▸ **Directions for this task**
Would you transcribe the records word for word, please?

Extracted records

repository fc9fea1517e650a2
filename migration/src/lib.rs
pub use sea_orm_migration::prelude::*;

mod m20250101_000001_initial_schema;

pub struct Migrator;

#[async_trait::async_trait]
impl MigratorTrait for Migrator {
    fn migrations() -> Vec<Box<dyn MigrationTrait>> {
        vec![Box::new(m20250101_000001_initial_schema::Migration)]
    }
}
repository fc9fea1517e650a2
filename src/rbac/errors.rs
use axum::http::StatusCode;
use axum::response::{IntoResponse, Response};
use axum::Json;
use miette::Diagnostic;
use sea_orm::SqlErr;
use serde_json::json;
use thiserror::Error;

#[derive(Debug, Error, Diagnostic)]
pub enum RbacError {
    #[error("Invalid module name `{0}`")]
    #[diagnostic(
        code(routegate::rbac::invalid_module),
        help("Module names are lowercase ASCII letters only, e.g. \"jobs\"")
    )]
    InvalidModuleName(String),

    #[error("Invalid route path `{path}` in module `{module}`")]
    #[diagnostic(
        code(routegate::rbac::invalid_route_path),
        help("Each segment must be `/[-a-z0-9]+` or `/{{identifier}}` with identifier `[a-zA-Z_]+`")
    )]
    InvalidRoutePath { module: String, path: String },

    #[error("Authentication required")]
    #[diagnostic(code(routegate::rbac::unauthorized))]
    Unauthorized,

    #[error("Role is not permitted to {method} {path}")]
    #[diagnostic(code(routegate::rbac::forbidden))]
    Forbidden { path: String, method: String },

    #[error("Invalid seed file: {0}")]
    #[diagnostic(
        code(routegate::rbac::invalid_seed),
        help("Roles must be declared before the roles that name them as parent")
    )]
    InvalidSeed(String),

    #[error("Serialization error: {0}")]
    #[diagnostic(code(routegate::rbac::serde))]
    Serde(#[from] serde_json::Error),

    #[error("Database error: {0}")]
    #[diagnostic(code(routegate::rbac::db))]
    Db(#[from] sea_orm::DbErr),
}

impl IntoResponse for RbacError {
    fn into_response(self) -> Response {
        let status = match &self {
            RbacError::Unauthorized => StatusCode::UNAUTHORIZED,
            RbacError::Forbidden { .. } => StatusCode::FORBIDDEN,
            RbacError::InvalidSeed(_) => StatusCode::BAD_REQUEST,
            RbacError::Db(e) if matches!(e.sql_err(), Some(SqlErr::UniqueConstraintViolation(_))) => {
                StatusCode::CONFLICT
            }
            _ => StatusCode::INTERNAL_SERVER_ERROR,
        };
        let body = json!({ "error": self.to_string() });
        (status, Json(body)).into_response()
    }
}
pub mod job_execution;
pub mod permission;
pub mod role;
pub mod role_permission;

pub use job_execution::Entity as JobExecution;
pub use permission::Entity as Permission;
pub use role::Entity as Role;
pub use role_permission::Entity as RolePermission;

▸ **Problem solution**
repository fc9fea1517e650a2
filename migration/src/lib.rs
pub use sea_orm_migration::prelude::*;

mod m20250101_000001_initial_schema;

pub struct Migrator;

#[async_trait::async_trait]
impl MigratorTrait for Migrator {
    fn migrations() -> Vec<Box<dyn MigrationTrait>> {
        vec![Box::new(m20250101_000001_initial_schema::Migration)]
    }
}
repository fc9fea1517e650a2
filename src/rbac/errors.rs
use axum::http::StatusCode;
use axum::response::{IntoResponse, Response};
use axum::Json;
use miette::Diagnostic;
use sea_orm::SqlErr;
use serde_json::json;
use thiserror::Error;

#[derive(Debug, Error, Diagnostic)]
pub enum RbacError {
    #[error("Invalid module name `{0}`")]
    #[diagnostic(
        code(routegate::rbac::invalid_module),
        help("Module names are lowercase ASCII letters only, e.g. \"jobs\"")
    )]
    InvalidModuleName(String),

    #[error("Invalid route path `{path}` in module `{module}`")]
    #[diagnostic(
        code(routegate::rbac::invalid_route_path),
        help("Each segment must be `/[-a-z0-9]+` or `/{{identifier}}` with identifier `[a-zA-Z_]+`")
    )]
    InvalidRoutePath { module: String, path: String },

    #[error("Authentication required")]
    #[diagnostic(code(routegate::rbac::unauthorized))]
    Unauthorized,

    #[error("Role is not permitted to {method} {path}")]
    #[diagnostic(code(routegate::rbac::forbidden))]
    Forbidden { path: String, method: String },

    #[error("Invalid seed file: {0}")]
    #[diagnostic(
        code(routegate::rbac::invalid_seed),
        help("Roles must be declared before the roles that name them as parent")
    )]
    InvalidSeed(String),

    #[error("Serialization error: {0}")]
    #[diagnostic(code(routegate::rbac::serde))]
    Serde(#[from] serde_json::Error),

    #[error("Database error: {0}")]
    #[diagnostic(code(routegate::rbac::db))]
    Db(#[from] sea_orm::DbErr),
}

impl IntoResponse for RbacError {
    fn into_response(self) -> Response {
        let status = match &self {
            RbacError::Unauthorized => StatusCode::UNAUTHORIZED,
            RbacError::Forbidden { .. } => StatusCode::FORBIDDEN,
            RbacError::InvalidSeed(_) => StatusCode::BAD_REQUEST,
            RbacError::Db(e) if matches!(e.sql_err(), Some(SqlErr::UniqueConstraintViolation(_))) => {
                StatusCode::CONFLICT
            }
            _ => StatusCode::INTERNAL_SERVER_ERROR,
        };
        let body = json!({ "error": self.to_string() });
        (status, Json(body)).into_response()
    }
}
pub mod job_execution;
pub mod permission;
pub mod role;
pub mod role_permission;

pub use job_execution::Entity as JobExecution;
pub use permission::Entity as Permission;
pub use role::Entity as Role;
pub use role_permission::Entity as RolePermission;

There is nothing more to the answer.